- Problem details: Pick every line from the data that holds the word "verb".

(Data excerpts)
+++
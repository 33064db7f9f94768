//! Drawing message decoder.
//!
//! SBS transmits chat drawings as an lz-string stream serialized with the
//! base64 alphabet. The decompressed bytes are 2-bit palette indices packed
//! four to a byte, optionally followed by an explicit palette and a final
//! byte holding the palette's color count.

use sha2::{Digest, Sha256};

const ALPHABET: &[u8; 65] = b"ABCDEFGHIJKLMNOPQRSTUVWXYZabcdefghijklmnopqrstuvwxyz0123456789+/=";

/// Bits contributed by one alphabet digit, read most significant first.
const DIGIT_BITS: u32 = 6;

/// Largest explicit palette: the trailing count byte can't name more.
const MAX_PALETTE_COLORS: usize = 255;

/// Colors used when a drawing carries no palette of its own.
pub const DEFAULT_PALETTE: [[u8; 3]; 4] = [[255, 255, 255], [0, 0, 0], [255, 0, 0], [0, 0, 255]];

#[derive(Debug, Clone, PartialEq, Eq, thiserror::Error)]
pub enum DecodeError {
    #[error("unknown literal selector {0}")]
    InvalidSelector(u32),
    #[error("code {code} is not in the dictionary (next index {next})")]
    InvalidCode { code: u32, next: usize },
    #[error("compressed stream ended before the end marker")]
    UnexpectedEnd,
    #[error("{width}x{height} is not a valid drawing size")]
    BadGeometry { width: usize, height: usize },
    #[error("palette of {count} colors does not fit in {available} bytes")]
    BadPalette { count: usize, available: usize },
    #[error("decoded value {0:#x} does not fit in a byte")]
    NonByteValue(u16),
    #[error("decompressed data exceeds {limit} units")]
    TooLarge { limit: usize },
}

/// Bit cursor over alphabet indices.
struct BitReader {
    digits: Vec<u32>,
    next: usize,
    value: u32,
    mask: u32,
    exhausted: bool,
}

impl BitReader {
    fn new(digits: Vec<u32>) -> Self {
        let value = digits.first().copied().unwrap_or(0);
        BitReader {
            exhausted: digits.is_empty(),
            digits,
            next: 1,
            value,
            mask: 1 << (DIGIT_BITS - 1),
        }
    }

    /// Read `count` bits, assembling the value least significant bit first.
    /// Bits past the last digit read as zero, but a read may not begin once
    /// the stream is used up.
    fn read(&mut self, count: u32) -> Result<u32, DecodeError> {
        if self.exhausted {
            return Err(DecodeError::UnexpectedEnd);
        }
        let mut bits = 0;
        for i in 0..count {
            if self.value & self.mask != 0 {
                bits |= 1 << i;
            }
            self.mask >>= 1;
            if self.mask == 0 {
                self.mask = 1 << (DIGIT_BITS - 1);
                match self.digits.get(self.next) {
                    Some(&digit) => self.value = digit,
                    None => {
                        self.value = 0;
                        self.exhausted = true;
                    }
                }
                self.next += 1;
            }
        }
        Ok(bits)
    }
}

/// Decompress an lz-string `compressToBase64` payload into UTF-16 code units.
///
/// Characters outside the alphabet are skipped. Empty input decodes to an
/// empty result, as does a stream that starts with the end marker.
pub fn decompress_from_base64(input: &str) -> Result<Vec<u16>, DecodeError> {
    decompress_from_base64_limited(input, usize::MAX)
}

/// Like [`decompress_from_base64`], but gives up with
/// [`DecodeError::TooLarge`] once the output would pass `limit` units.
pub fn decompress_from_base64_limited(input: &str, limit: usize) -> Result<Vec<u16>, DecodeError> {
    let digits: Vec<u32> = input
        .bytes()
        .filter_map(|b| ALPHABET.iter().position(|&a| a == b))
        .map(|i| i as u32)
        .collect();
    if digits.is_empty() {
        return Ok(Vec::new());
    }
    decompress(BitReader::new(digits), limit)
}

fn read_literal(reader: &mut BitReader, selector: u32) -> Result<u16, DecodeError> {
    let width = if selector == 0 { 8 } else { 16 };
    Ok(reader.read(width)? as u16)
}

fn decompress(mut reader: BitReader, limit: usize) -> Result<Vec<u16>, DecodeError> {
    // Indices 0..=2 are control codes and never resolve to an entry.
    let mut dictionary: Vec<Vec<u16>> = vec![Vec::new(); 3];
    let mut enlarge_in: u64 = 4;
    let mut num_bits: u32 = 3;

    let first = match reader.read(2)? {
        2 => return Ok(Vec::new()),
        selector @ (0 | 1) => read_literal(&mut reader, selector)?,
        selector => return Err(DecodeError::InvalidSelector(selector)),
    };
    if limit == 0 {
        return Err(DecodeError::TooLarge { limit });
    }
    dictionary.push(vec![first]);
    let mut previous = vec![first];
    let mut result = vec![first];

    loop {
        let mut code = reader.read(num_bits)? as usize;
        match code {
            0 | 1 => {
                let literal = read_literal(&mut reader, code as u32)?;
                dictionary.push(vec![literal]);
                code = dictionary.len() - 1;
                enlarge_in -= 1;
            }
            2 => return Ok(result),
            _ => {}
        }

        if enlarge_in == 0 {
            enlarge_in = 1 << num_bits;
            num_bits += 1;
        }

        let entry = if code >= 3 && code < dictionary.len() {
            dictionary[code].clone()
        } else if code == dictionary.len() {
            let mut entry = previous.clone();
            entry.push(previous[0]);
            entry
        } else {
            return Err(DecodeError::InvalidCode {
                code: code as u32,
                next: dictionary.len(),
            });
        };

        // Every pass adds output, so this also bounds the dictionary.
        if result.len() + entry.len() > limit {
            return Err(DecodeError::TooLarge { limit });
        }
        result.extend_from_slice(&entry);
        let mut grown = previous;
        grown.push(entry[0]);
        dictionary.push(grown);
        enlarge_in -= 1;
        previous = entry;

        if enlarge_in == 0 {
            enlarge_in = 1 << num_bits;
            num_bits += 1;
        }
    }
}

/// A decoded palette-indexed bitmap.
#[derive(Debug, Clone, PartialEq, Eq)]
pub struct Drawing {
    pub width: usize,
    pub height: usize,
    pub palette: Vec<[u8; 3]>,
    /// One palette index per pixel, row major, `width * height` long.
    pub pixels: Vec<u8>,
    /// Hex SHA-256 of the decompressed payload.
    pub digest: String,
}

impl Drawing {
    /// One-line text stand-in for the image, used in chat.
    pub fn summary(&self) -> String {
        format!(
            "[drawing {}x{}, {} colors, sha256:{}]",
            self.width,
            self.height,
            self.palette.len(),
            &self.digest[..12.min(self.digest.len())]
        )
    }
}

/// Decode a drawing message body into a `width` x `height` pixel buffer.
pub fn decode_drawing(text: &str, width: usize, height: usize) -> Result<Drawing, DecodeError> {
    let pixel_count = width.checked_mul(height).unwrap_or(0);
    if pixel_count == 0 || pixel_count % 4 != 0 {
        return Err(DecodeError::BadGeometry { width, height });
    }
    let packed_len = pixel_count / 4;
    let limit = packed_len + 1 + 3 * MAX_PALETTE_COLORS;

    let mut bytes = decompress_from_base64_limited(text, limit)?
        .into_iter()
        .map(|unit| u8::try_from(unit).map_err(|_| DecodeError::NonByteValue(unit)))
        .collect::<Result<Vec<u8>, _>>()?;
    let digest = hex::encode(Sha256::digest(&bytes));

    let mut palette = DEFAULT_PALETTE.to_vec();
    if bytes.len() > packed_len {
        if let Some(count) = bytes.pop().map(usize::from).filter(|&c| c > 0) {
            let available = bytes.len();
            if count * 3 > available {
                return Err(DecodeError::BadPalette { count, available });
            }
            let colors = bytes.split_off(available - count * 3);
            palette = colors
                .chunks_exact(3)
                .map(|rgb| [rgb[0], rgb[1], rgb[2]])
                .collect();
            if palette.len() < DEFAULT_PALETTE.len() {
                palette.extend_from_slice(&DEFAULT_PALETTE[palette.len()..]);
            }
        }
    }
    bytes.resize(packed_len, 0);

    let pixels = bytes
        .iter()
        .flat_map(|&b| (0..4).map(move |i| (b >> (2 * i)) & 3))
        .collect();

    Ok(Drawing {
        width,
        height,
        palette,
        pixels,
        digest,
    })
}
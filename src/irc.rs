//! IRC message parsing and framing.
//!
//! Implements the RFC 1459 line format the bridge speaks to clients:
//! `[:prefix] COMMAND [params...] [:trailing]`. Outgoing lines are built
//! under the 512-byte limit; long trailing text is split across several
//! lines that repeat the same header, cutting only on UTF-8 boundaries.

use std::fmt;

/// Maximum length of one protocol line, including the CRLF terminator.
pub const MAX_LINE_BYTES: usize = 512;

const CRLF: &str = "\r\n";
const CTCP_DELIM: char = '\x01';

/// Why a client line could not be parsed.
#[derive(Debug, Clone, PartialEq, Eq, thiserror::Error)]
pub enum ParseError {
    #[error("empty line")]
    Empty,
    #[error("line has no command")]
    MissingCommand,
    #[error("malformed prefix {0:?}")]
    MalformedPrefix(String),
}

/// Message origin: `nick[!user][@host]`.
#[derive(Debug, Clone, PartialEq, Eq)]
pub struct Prefix {
    pub nick: String,
    pub user: Option<String>,
    pub host: Option<String>,
}

impl Prefix {
    fn parse(raw: &str) -> Result<Self, ParseError> {
        let (rest, host) = match raw.split_once('@') {
            Some((rest, host)) => (rest, Some(host.to_string())),
            None => (raw, None),
        };
        let (nick, user) = match rest.split_once('!') {
            Some((nick, user)) => (nick, Some(user.to_string())),
            None => (rest, None),
        };
        if nick.is_empty()
            || user.as_deref() == Some("")
            || host.as_deref() == Some("")
        {
            return Err(ParseError::MalformedPrefix(raw.to_string()));
        }
        Ok(Prefix {
            nick: nick.to_string(),
            user,
            host,
        })
    }
}

impl fmt::Display for Prefix {
    fn fmt(&self, f: &mut fmt::Formatter<'_>) -> fmt::Result {
        write!(f, "{}", self.nick)?;
        if let Some(ref user) = self.user {
            write!(f, "!{user}")?;
        }
        if let Some(ref host) = self.host {
            write!(f, "@{host}")?;
        }
        Ok(())
    }
}

/// A parsed IRC line.
#[derive(Debug, Clone, PartialEq, Eq)]
pub struct Message {
    /// Optional message prefix (server or user origin).
    pub prefix: Option<Prefix>,
    /// The command, upper-cased (e.g. "NICK", "PRIVMSG", "001").
    pub command: String,
    /// Middle parameters, never starting with `:`.
    pub params: Vec<String>,
    /// Free text after the ` :` marker, may contain spaces.
    pub trailing: Option<String>,
}

impl Message {
    /// Parse one line (a trailing CR/LF is tolerated and ignored).
    pub fn parse(line: &str) -> Result<Self, ParseError> {
        let line = line.trim_end_matches(['\r', '\n']);
        if line.is_empty() {
            return Err(ParseError::Empty);
        }

        let mut rest = line;
        let prefix = match rest.strip_prefix(':') {
            Some(stripped) => {
                let (raw, tail) = stripped
                    .split_once(' ')
                    .ok_or(ParseError::MissingCommand)?;
                rest = tail;
                Some(Prefix::parse(raw)?)
            }
            None => None,
        };

        let (command, mut rest) = match rest.split_once(' ') {
            Some((command, tail)) => (command, tail),
            None => (rest, ""),
        };
        if command.is_empty() || command.starts_with(':') {
            return Err(ParseError::MissingCommand);
        }

        let mut params = Vec::new();
        let mut trailing = None;
        while !rest.is_empty() {
            if let Some(text) = rest.strip_prefix(':') {
                trailing = Some(text.to_string());
                break;
            }
            match rest.split_once(' ') {
                Some((token, tail)) => {
                    if !token.is_empty() {
                        params.push(token.to_string());
                    }
                    rest = tail;
                }
                None => {
                    params.push(rest.to_string());
                    break;
                }
            }
        }

        Ok(Message {
            prefix,
            command: command.to_ascii_uppercase(),
            params,
            trailing,
        })
    }

    /// The `index`th argument, counting the trailing text as the argument
    /// after the last middle parameter (`NICK :bob` and `NICK bob` agree).
    pub fn arg(&self, index: usize) -> Option<&str> {
        match self.params.get(index) {
            Some(param) => Some(param.as_str()),
            None if index == self.params.len() => self.trailing.as_deref(),
            None => None,
        }
    }

    /// Frame this message for the wire, splitting the trailing text if needed.
    pub fn encode(&self) -> Vec<String> {
        let source = self.prefix.as_ref().map(|p| p.to_string());
        let params: Vec<&str> = self.params.iter().map(String::as_str).collect();
        encode(
            source.as_deref(),
            &self.command,
            &params,
            self.trailing.as_deref(),
        )
    }
}

impl fmt::Display for Message {
    fn fmt(&self, f: &mut fmt::Formatter<'_>) -> fmt::Result {
        if let Some(ref prefix) = self.prefix {
            write!(f, ":{prefix} ")?;
        }
        write!(f, "{}", self.command)?;
        for param in &self.params {
            write!(f, " {param}")?;
        }
        if let Some(ref trailing) = self.trailing {
            write!(f, " :{trailing}")?;
        }
        Ok(())
    }
}

/// Build the CRLF-terminated lines for one outgoing message.
///
/// Every line of the result is at most [`MAX_LINE_BYTES`] long (unless the
/// header alone already exceeds it). Each newline in `trailing` starts a new
/// line, and overlong text is cut on character boundaries; every piece
/// repeats `[:source] command params :`.
pub fn encode(
    source: Option<&str>,
    command: &str,
    params: &[&str],
    trailing: Option<&str>,
) -> Vec<String> {
    let head = header(source, command, params);
    match trailing {
        None => vec![format!("{head}{CRLF}")],
        Some(text) => frame(&format!("{head} :"), text, ""),
    }
}

/// Like [`encode`], but wraps every produced piece of `text` in a CTCP
/// `verb` (e.g. `\x01ACTION ...\x01`) so split lines keep their framing.
pub fn encode_ctcp(
    source: Option<&str>,
    command: &str,
    params: &[&str],
    verb: &str,
    text: &str,
) -> Vec<String> {
    let head = header(source, command, params);
    frame(
        &format!("{head} :{CTCP_DELIM}{verb} "),
        text,
        &CTCP_DELIM.to_string(),
    )
}

/// Split a CTCP-framed text into its verb and argument text.
///
/// `"\x01ACTION waves\x01"` yields `("ACTION", "waves")`.
pub fn parse_ctcp(text: &str) -> Option<(&str, &str)> {
    let inner = text.strip_prefix(CTCP_DELIM)?.strip_suffix(CTCP_DELIM)?;
    Some(inner.split_once(' ').unwrap_or((inner, "")))
}

fn header(source: Option<&str>, command: &str, params: &[&str]) -> String {
    let mut head = String::new();
    if let Some(source) = source.filter(|s| !s.is_empty()) {
        head.push(':');
        head.push_str(source);
        head.push(' ');
    }
    head.push_str(command);
    for param in params {
        head.push(' ');
        head.push_str(param);
    }
    head
}

fn frame(head: &str, text: &str, tail: &str) -> Vec<String> {
    let budget = MAX_LINE_BYTES.saturating_sub(head.len() + tail.len() + CRLF.len());
    physical_lines(text)
        .into_iter()
        .flat_map(|line| split_utf8(line, budget))
        .map(|chunk| format!("{head}{chunk}{tail}{CRLF}"))
        .collect()
}

/// Break text on CR, LF and CRLF. A final line terminator does not produce
/// an extra empty line; empty text is one empty line.
fn physical_lines(text: &str) -> Vec<&str> {
    let mut lines: Vec<&str> = text
        .split('\n')
        .map(|l| l.strip_suffix('\r').unwrap_or(l))
        .flat_map(|l| l.split('\r'))
        .collect();
    if lines.len() > 1 && lines.last() == Some(&"") {
        lines.pop();
    }
    lines
}

/// Cut `text` into pieces of at most `max_bytes`, never inside a
/// multi-byte character. Always makes progress, even for a tiny budget.
fn split_utf8(mut text: &str, max_bytes: usize) -> Vec<&str> {
    let mut chunks = Vec::new();
    while text.len() > max_bytes {
        let mut cut = max_bytes;
        while cut > 0 && !text.is_char_boundary(cut) {
            cut -= 1;
        }
        if cut == 0 {
            cut = text.chars().next().map_or(text.len(), char::len_utf8);
        }
        let (head, rest) = text.split_at(cut);
        chunks.push(head);
        text = rest;
    }
    chunks.push(text);
    chunks
}

// Registration numerics
pub const RPL_WELCOME: &str = "001";
pub const RPL_ISUPPORT: &str = "005";
pub const RPL_UMODEIS: &str = "221";
pub const ERR_NOMOTD: &str = "422";

// WHO / NAMES / channel numerics
pub const RPL_ENDOFWHO: &str = "315";
pub const RPL_CHANNELMODEIS: &str = "324";
pub const RPL_TOPIC: &str = "332";
pub const RPL_WHOREPLY: &str = "352";
pub const RPL_NAMREPLY: &str = "353";
pub const RPL_ENDOFNAMES: &str = "366";

// Errors
pub const ERR_NOSUCHCHANNEL: &str = "403";
pub const ERR_UNKNOWNCOMMAND: &str = "421";
pub const ERR_NOTONCHANNEL: &str = "442";
pub const ERR_NOTREGISTERED: &str = "451";
pub const ERR_NEEDMOREPARAMS: &str = "461";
+++
- Answer to this exercise:
/// `verb` (e.g. `\x01ACTION ...\x01`) so split lines keep their framing.
    verb: &str,
        &format!("{head} :{CTCP_DELIM}{verb} "),
/// Split a CTCP-framed text into its verb and argument text.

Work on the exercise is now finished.